American Jewish life is so Euro-centered, it’s easy to forget that Jews live — or have lived — all over the world, and have adapted to the community norms of those varied places. Jews from Kazakhstan are more like Kazakhs than they are like Jews from Canada or Jews from Argentina. This is true despite the feeling that Jews share that they differ meaningfully from their non-Jewish neighbors. Watching the films showing in the 13th annual New York Sephardic Film Festival, running through Thursday, is a healthy antidote to our blinkered sense of reality. The Jews in these films look different, think different, and feel different — and at the same time, share experiences with all Jews.

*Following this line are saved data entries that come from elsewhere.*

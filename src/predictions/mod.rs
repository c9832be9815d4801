// Public API - what other modules can use
pub use handlers::{get_prediction, list_predictions, submit_prediction};
pub use models::{PredictionModel, PredictionUpsert};
pub use service::PredictionService;

// Internal modules
mod handlers;
pub mod models;
pub mod repository;
pub mod service;
pub mod types;
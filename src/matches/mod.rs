// Public API - what other modules can use
pub use handlers::{create_match, get_match, start_match};
pub use models::{FinishMatchRequest, MatchModel, MatchResult, MatchStatus, TeamSide};
pub use service::MatchService;

// Internal modules
mod handlers;
pub mod models;
pub mod repository;
pub mod service;
pub mod types;
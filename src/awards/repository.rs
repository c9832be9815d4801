use async_trait::async_trait;
use chrono::{DateTime, Utc};
use uuid::Uuid;

use super::models::{AwardModel, AwardPredictionModel, AwardPredictionUpsert};
use crate::shared::AppError;
use crate::stats::FinishSummary;

/// Trait for award repository operations
#[async_trait]
pub trait AwardRepository: Send + Sync {
    async fn create_award(&self, award: &AwardModel) -> Result<(), AppError>;
    async fn get_award(&self, award_id: Uuid) -> Result<Option<AwardModel>, AppError>;

    async fn upsert_award_prediction(
        &self,
        upsert: &AwardPredictionUpsert,
        now: DateTime<Utc>,
    ) -> Result<AwardPredictionModel, AppError>;

    async fn list_award_predictions(
        &self,
        award_id: Uuid,
    ) -> Result<Vec<AwardPredictionModel>, AppError>;

    /// Declares the winner, scores every pick and credits each user in one unit
    async fn finish_award(
        &self,
        award_id: Uuid,
        winner: &str,
        finished_at: DateTime<Utc>,
    ) -> Result<FinishSummary, AppError>;
}
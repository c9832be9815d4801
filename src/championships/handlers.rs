use axum::{
    extract::{Path, State},
    http::StatusCode,
    Json,
};
use chrono::Utc;
use std::sync::Arc;
use tracing::{info, instrument};

use super::{
    models::{MonthLabel, MonthlyChampionshipRecord, ResetSummary, RolloverOutcome},
    service::ChampionshipService,
    types::{AwardChampionshipRequest, RolloverRequest},
};
use crate::shared::{AppError, AppState};

fn championship_service(state: &AppState) -> ChampionshipService {
    ChampionshipService::new(
        Arc::clone(&state.user_repository),
        Arc::clone(&state.championship_repository),
    )
}

/// GET /championships
#[instrument(name = "list_championships", skip(state))]
pub async fn list_championships(
    State(state): State<AppState>,
) -> Result<Json<Vec<MonthlyChampionshipRecord>>, AppError> {
    Ok(Json(championship_service(&state).list_championships().await?))
}

/// HTTP handler for crowning the monthly leader (admin only)
///
/// POST /championships/:month_label
#[instrument(name = "award_championship", skip(state, request))]
pub async fn award_championship(
    State(state): State<AppState>,
    Path(month_label): Path<String>,
    Json(request): Json<AwardChampionshipRequest>,
) -> Result<(StatusCode, Json<MonthlyChampionshipRecord>), AppError> {
    let month_label: MonthLabel = month_label.parse()?;
    info!(
        month_label = %month_label,
        awarded_by = %request.awarded_by,
        "Awarding monthly crown"
    );

    let record = championship_service(&state)
        .award_monthly_championship(month_label, &request.awarded_by, request.expected_winner)
        .await?;

    Ok((StatusCode::CREATED, Json(record)))
}

/// POST /monthly-stats/reset
#[instrument(name = "reset_monthly_stats", skip(state))]
pub async fn reset_monthly_stats(
    State(state): State<AppState>,
) -> Result<Json<ResetSummary>, AppError> {
    Ok(Json(championship_service(&state).reset_all_monthly_stats().await?))
}

/// POST /monthly-stats/rollover
#[instrument(name = "run_rollover", skip(state, request))]
pub async fn run_rollover(
    State(state): State<AppState>,
    Json(request): Json<RolloverRequest>,
) -> Result<Json<RolloverOutcome>, AppError> {
    let outcome = championship_service(&state)
        .run_monthly_rollover(Utc::now(), &request.awarded_by)
        .await?;
    Ok(Json(outcome))
}
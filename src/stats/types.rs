use serde::Deserialize;

use crate::matches::TeamSide;

/// Request payload for finishing a match with its real result
#[derive(Debug, Deserialize)]
pub struct FinishMatchBody {
    pub result_home: i32,
    pub result_away: i32,
    pub advancing_team: Option<TeamSide>,
}
//! Health check endpoints (/healthz, /readyz).

use std::sync::Arc;
use std::sync::atomic::{AtomicBool, Ordering};

use axum::Router;
use axum::extract::State;
use axum::http::StatusCode;
use axum::routing::get;
use tokio::net::TcpListener;
use tracing::info;

/// Readiness flips to true once startup recovery has succeeded.
#[derive(Clone, Default)]
pub struct HealthState {
    ready: Arc<AtomicBool>,
}

impl HealthState {
    pub fn new() -> Self {
        Self::default()
    }

    pub fn set_ready(&self, ready: bool) {
        self.ready.store(ready, Ordering::SeqCst);
        if ready {
            info!("Marked as ready");
        }
    }

    pub fn is_ready(&self) -> bool {
        self.ready.load(Ordering::SeqCst)
    }
}

async fn healthz() -> StatusCode {
    StatusCode::OK
}

async fn readyz(State(state): State<HealthState>) -> StatusCode {
    if state.is_ready() {
        StatusCode::OK
    } else {
        StatusCode::SERVICE_UNAVAILABLE
    }
}

pub fn router(state: HealthState) -> Router {
    Router::new()
        .route("/healthz", get(healthz))
        .route("/readyz", get(readyz))
        .with_state(state)
}

pub async fn serve(port: u16, state: HealthState) -> anyhow::Result<()> {
    let listener = TcpListener::bind(("0.0.0.0", port)).await?;
    info!(port = port, "Health server listening");
    axum::serve(listener, router(state)).await?;
    Ok(())
}
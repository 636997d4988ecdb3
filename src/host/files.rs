//! Config files from the mounted ConfigMap and output files shared with the
//! host through a bind mount.

use std::fs::{self, OpenOptions};
use std::io::Write;
use std::os::unix::fs::OpenOptionsExt;
use std::path::{Path, PathBuf};

use chrono::{DateTime, Utc};
use tracing::{debug, info};

use crate::error::{HostUpgradesError, Result};

pub const FILE_MODE_DEFAULT: u32 = 0o644;
pub const FILE_MODE_SCRIPT: u32 = 0o755;

/// Config directory (optional) and host mount.
///
/// The host mount is assumed to be visible at the same path on the host, so
/// paths returned here can be handed to commands executed on the host.
#[derive(Debug, Clone)]
pub struct HostConfig {
    config_path: Option<PathBuf>,
    mount: PathBuf,
}

impl HostConfig {
    /// A missing config directory means "no config files". The host mount is
    /// required.
    pub fn load(config_path: &Path, host_mount: &Path) -> Result<Self> {
        let config_path = if test_dir(config_path)? {
            info!(config_path = %config_path.display(), "Loading host config files");
            Some(config_path.to_path_buf())
        } else {
            info!(config_path = %config_path.display(), "No host config directory");
            None
        };

        if !test_dir(host_mount)? {
            return Err(HostUpgradesError::Host(format!(
                "Host mount {} does not exist",
                host_mount.display()
            )));
        }

        Ok(Self {
            config_path,
            mount: host_mount.to_path_buf(),
        })
    }

    pub fn mount(&self) -> &Path {
        &self.mount
    }

    pub fn host_path(&self, name: &str) -> PathBuf {
        self.mount.join(name)
    }

    fn config_file(&self, name: &str) -> Option<PathBuf> {
        self.config_path.as_ref().map(|path| path.join(name))
    }

    /// Whether a regular config file with this name was provided.
    pub fn file_exists(&self, name: &str) -> Result<bool> {
        let Some(path) = self.config_file(name) else {
            return Ok(false);
        };

        match fs::metadata(&path) {
            Ok(meta) if meta.is_file() => Ok(true),
            Ok(_) => Err(HostUpgradesError::Host(format!(
                "Not a file: {}",
                path.display()
            ))),
            Err(e) if e.kind() == std::io::ErrorKind::NotFound => Ok(false),
            Err(e) => Err(io_error("stat", &path, e)),
        }
    }

    /// Atomically write a file into the host mount, returning its host path.
    pub fn write_host_file(&self, name: &str, contents: &[u8], mode: u32) -> Result<PathBuf> {
        let path = self.host_path(name);
        let temp = self.host_path(&format!("{}.tmp", name));

        let mut file = OpenOptions::new()
            .write(true)
            .create(true)
            .truncate(true)
            .mode(mode)
            .open(&temp)
            .map_err(|e| io_error("create", &temp, e))?;
        file.write_all(contents)
            .map_err(|e| io_error("write", &temp, e))?;
        file.sync_all().map_err(|e| io_error("sync", &temp, e))?;
        drop(file);

        fs::rename(&temp, &path).map_err(|e| io_error("rename", &path, e))?;

        debug!(path = %path.display(), bytes = contents.len(), "Wrote host file");
        Ok(path)
    }

    /// Copy a config file into the host mount, returning its host path.
    pub fn copy_host_file(&self, name: &str) -> Result<PathBuf> {
        let source = self
            .config_file(name)
            .ok_or_else(|| HostUpgradesError::Host(format!("No config file {}", name)))?;
        let contents = fs::read(&source).map_err(|e| io_error("read", &source, e))?;

        self.write_host_file(name, &contents, FILE_MODE_DEFAULT)
    }

    pub fn read_host_file(&self, name: &str) -> Result<String> {
        let path = self.host_path(name);
        fs::read_to_string(&path).map_err(|e| io_error("read", &path, e))
    }

    /// Modification time of a host file, `None` if it does not exist.
    pub fn stat_host_file(&self, name: &str) -> Result<Option<DateTime<Utc>>> {
        let path = self.host_path(name);

        match fs::metadata(&path) {
            Ok(meta) => {
                let modified = meta.modified().map_err(|e| io_error("stat", &path, e))?;
                Ok(Some(DateTime::<Utc>::from(modified)))
            }
            Err(e) if e.kind() == std::io::ErrorKind::NotFound => Ok(None),
            Err(e) => Err(io_error("stat", &path, e)),
        }
    }
}

fn test_dir(path: &Path) -> Result<bool> {
    match fs::metadata(path) {
        Ok(meta) if meta.is_dir() => Ok(true),
        Ok(_) => Err(HostUpgradesError::Host(format!(
            "Not a directory: {}",
            path.display()
        ))),
        Err(e) if e.kind() == std::io::ErrorKind::NotFound => Ok(false),
        Err(e) => Err(io_error("stat", path, e)),
    }
}

fn io_error(op: &str, path: &Path, err: std::io::Error) -> HostUpgradesError {
    HostUpgradesError::Host(format!("Failed to {} {}: {}", op, path.display(), err))
}
//! Cluster API operations consumed by the lock and the node state.
//!
//! Every mutation takes the resource version of the record it was computed
//! from, and fails with [`HostUpgradesError::Conflict`] when the object has
//! changed since.
//!
//! [`HostUpgradesError::Conflict`]: crate::error::HostUpgradesError::Conflict

use async_trait::async_trait;
use futures::stream::BoxStream;

use crate::error::Result;
use crate::types::{Condition, NodeRecord, NodeUpdate, ObjectEvent, ObjectRecord};

/// The fleet-wide object whose annotations carry the upgrade lock.
#[async_trait]
pub trait CoordinationObject: Send + Sync {
    /// Human readable identity, e.g. `kube-system/daemonsets/host-upgrades`.
    fn describe(&self) -> String;

    async fn get(&self) -> Result<ObjectRecord>;

    /// Set (`Some`) or remove (`None`) one annotation, compare-and-set
    /// against `resource_version`.
    async fn update_annotation(
        &self,
        resource_version: &str,
        key: &str,
        value: Option<&str>,
    ) -> Result<ObjectRecord>;

    /// Watch the object for changes after `resource_version`.
    ///
    /// The stream may end at any time (server-side watch timeout); callers
    /// re-read the object and watch again.
    async fn watch(&self, resource_version: &str) -> Result<BoxStream<'static, ObjectEvent>>;
}

/// The node object representing this machine.
#[async_trait]
pub trait NodeObject: Send + Sync {
    fn name(&self) -> &str;

    async fn get(&self) -> Result<NodeRecord>;

    /// Apply annotation and schedulability changes.
    async fn update(&self, resource_version: &str, update: &NodeUpdate) -> Result<NodeRecord>;

    /// Replace the full status condition list.
    async fn update_conditions(
        &self,
        resource_version: &str,
        conditions: &[Condition],
    ) -> Result<NodeRecord>;
}

/// Cordon a node and evict its workloads.
#[async_trait]
pub trait Drainer: Send + Sync {
    async fn drain(&self, node: &str) -> Result<()>;
}
//! OS identification and boot time from `/etc/os-release` and `/proc`.

use std::collections::HashMap;
use std::fs;
use std::path::Path;

use chrono::{DateTime, TimeZone, Utc};

use crate::error::{HostUpgradesError, Result};

/// The subset of `os-release(5)` used to pick a host implementation.
#[derive(Debug, Clone, Default, PartialEq, Eq)]
pub struct OsRelease {
    pub id: String,
    pub version_id: String,
    pub pretty_name: String,
}

impl OsRelease {
    pub fn read(path: &Path) -> Result<Self> {
        let content = fs::read_to_string(path).map_err(|e| {
            HostUpgradesError::Host(format!("Failed to read {}: {}", path.display(), e))
        })?;
        Ok(Self::parse(&content))
    }

    pub fn parse(content: &str) -> Self {
        let fields: HashMap<&str, String> = content
            .lines()
            .map(str::trim)
            .filter(|line| !line.is_empty() && !line.starts_with('#'))
            .filter_map(|line| line.split_once('='))
            .map(|(key, value)| (key.trim(), unquote(value.trim())))
            .collect();

        let field = |key: &str| fields.get(key).cloned().unwrap_or_default();

        Self {
            id: field("ID"),
            version_id: field("VERSION_ID"),
            pretty_name: field("PRETTY_NAME"),
        }
    }
}

fn unquote(value: &str) -> String {
    value
        .strip_prefix('"')
        .and_then(|v| v.strip_suffix('"'))
        .or_else(|| value.strip_prefix('\'').and_then(|v| v.strip_suffix('\'')))
        .unwrap_or(value)
        .to_string()
}

/// Kernel name and release, e.g. `("Linux", "6.8.0-45-generic")`.
pub fn read_kernel(proc_root: &Path) -> Result<(String, String)> {
    let read = |name: &str| {
        let path = proc_root.join("sys/kernel").join(name);
        fs::read_to_string(&path)
            .map(|s| s.trim().to_string())
            .map_err(|e| HostUpgradesError::Host(format!("Failed to read {}: {}", path.display(), e)))
    };

    Ok((read("ostype")?, read("osrelease")?))
}

/// Boot time of the running kernel, from `/proc/stat`.
pub fn read_boot_time(proc_root: &Path) -> Result<DateTime<Utc>> {
    let path = proc_root.join("stat");
    let content = fs::read_to_string(&path).map_err(|e| {
        HostUpgradesError::Host(format!("Failed to read {}: {}", path.display(), e))
    })?;
    parse_boot_time(&content)
}

pub fn parse_boot_time(stat: &str) -> Result<DateTime<Utc>> {
    let value = stat
        .lines()
        .find_map(|line| line.strip_prefix("btime "))
        .ok_or_else(|| HostUpgradesError::Host("Missing btime in /proc/stat".to_string()))?;

    let secs: i64 = value.trim().parse().map_err(|e| {
        HostUpgradesError::Host(format!("Invalid /proc/stat btime {:?}: {}", value.trim(), e))
    })?;

    Utc.timestamp_opt(secs, 0)
        .single()
        .ok_or_else(|| HostUpgradesError::Host(format!("Invalid /proc/stat btime {}", secs)))
}

#[cfg(test)]
mod tests {
    use super::*;

    const UBUNTU: &str = r#"PRETTY_NAME="Ubuntu 22.04.4 LTS"
NAME="Ubuntu"
VERSION_ID="22.04"
VERSION="22.04.4 LTS (Jammy Jellyfish)"
ID=ubuntu
ID_LIKE=debian
"#;

    #[test]
    fn test_parse_os_release() {
        let release = OsRelease::parse(UBUNTU);
        assert_eq!(release.id, "ubuntu");
        assert_eq!(release.version_id, "22.04");
        assert_eq!(release.pretty_name, "Ubuntu 22.04.4 LTS");
    }

    #[test]
    fn test_parse_os_release_single_quotes_and_comments() {
        let release = OsRelease::parse("# comment\nID='centos'\nVERSION_ID='7'\n\n");
        assert_eq!(release.id, "centos");
        assert_eq!(release.version_id, "7");
        assert_eq!(release.pretty_name, "");
    }

    #[test]
    fn test_parse_boot_time() {
        let stat = "cpu  1 2 3 4\nintr 100\nctxt 200\nbtime 1700000000\nprocesses 42\n";
        let boot = parse_boot_time(stat).unwrap();
        assert_eq!(boot.timestamp(), 1_700_000_000);
    }

    #[test]
    fn test_parse_boot_time_missing() {
        let err = parse_boot_time("cpu 1 2 3\n").unwrap_err();
        assert!(err.to_string().contains("Missing btime"));
    }

    #[test]
    fn test_parse_boot_time_invalid() {
        assert!(parse_boot_time("btime soon\n").is_err());
    }

    #[test]
    fn test_read_kernel() {
        let dir = tempfile::tempdir().unwrap();
        let kernel = dir.path().join("sys/kernel");
        fs::create_dir_all(&kernel).unwrap();
        fs::write(kernel.join("ostype"), "Linux\n").unwrap();
        fs::write(kernel.join("osrelease"), "6.8.0-45-generic\n").unwrap();

        let (name, release) = read_kernel(dir.path()).unwrap();
        assert_eq!(name, "Linux");
        assert_eq!(release, "6.8.0-45-generic");
    }
}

Since its founding, Israel has become the crucible of Jewish peoplehood. It’s there that Jews from different places and radically different cultures rub against each other, often causing blisters. Several of the films in the festival are set in Israel, and others have characters who have spent time in Israel. The feature that opened the festival, “Zrubavel,” the first Israeli film created by Ethiopian Israelis, takes place in a diverse Israeli neighborhood. Director Shmuel Beru follows the members of an extended Ethiopian immigrant family, headed by the patriarch Gita, who works as a street sweeper. While the older people want to maintain their traditions — arranged marriages, female subservience, religious observance, their native language — the younger ones are enmeshed in Israeli, and also American, culture. Gita’s grandson, a budding filmmaker, wears a backward baseball cap and calls himself Spike Lee. Gita’s daughter sings with gospel inflections, and her boyfriend is a breakdancer. Obviously, Gita’s family is looking for other African diaspora role models. One reason is certainly the thoughtless racism they encounter from their Israeli neighbors, particularly the police. Although the film lacks storytelling finesse, the actors are enormously appealing and the film is ultimately quite moving. It won the Best Film Award at the 2008 Haifa International Film Festival.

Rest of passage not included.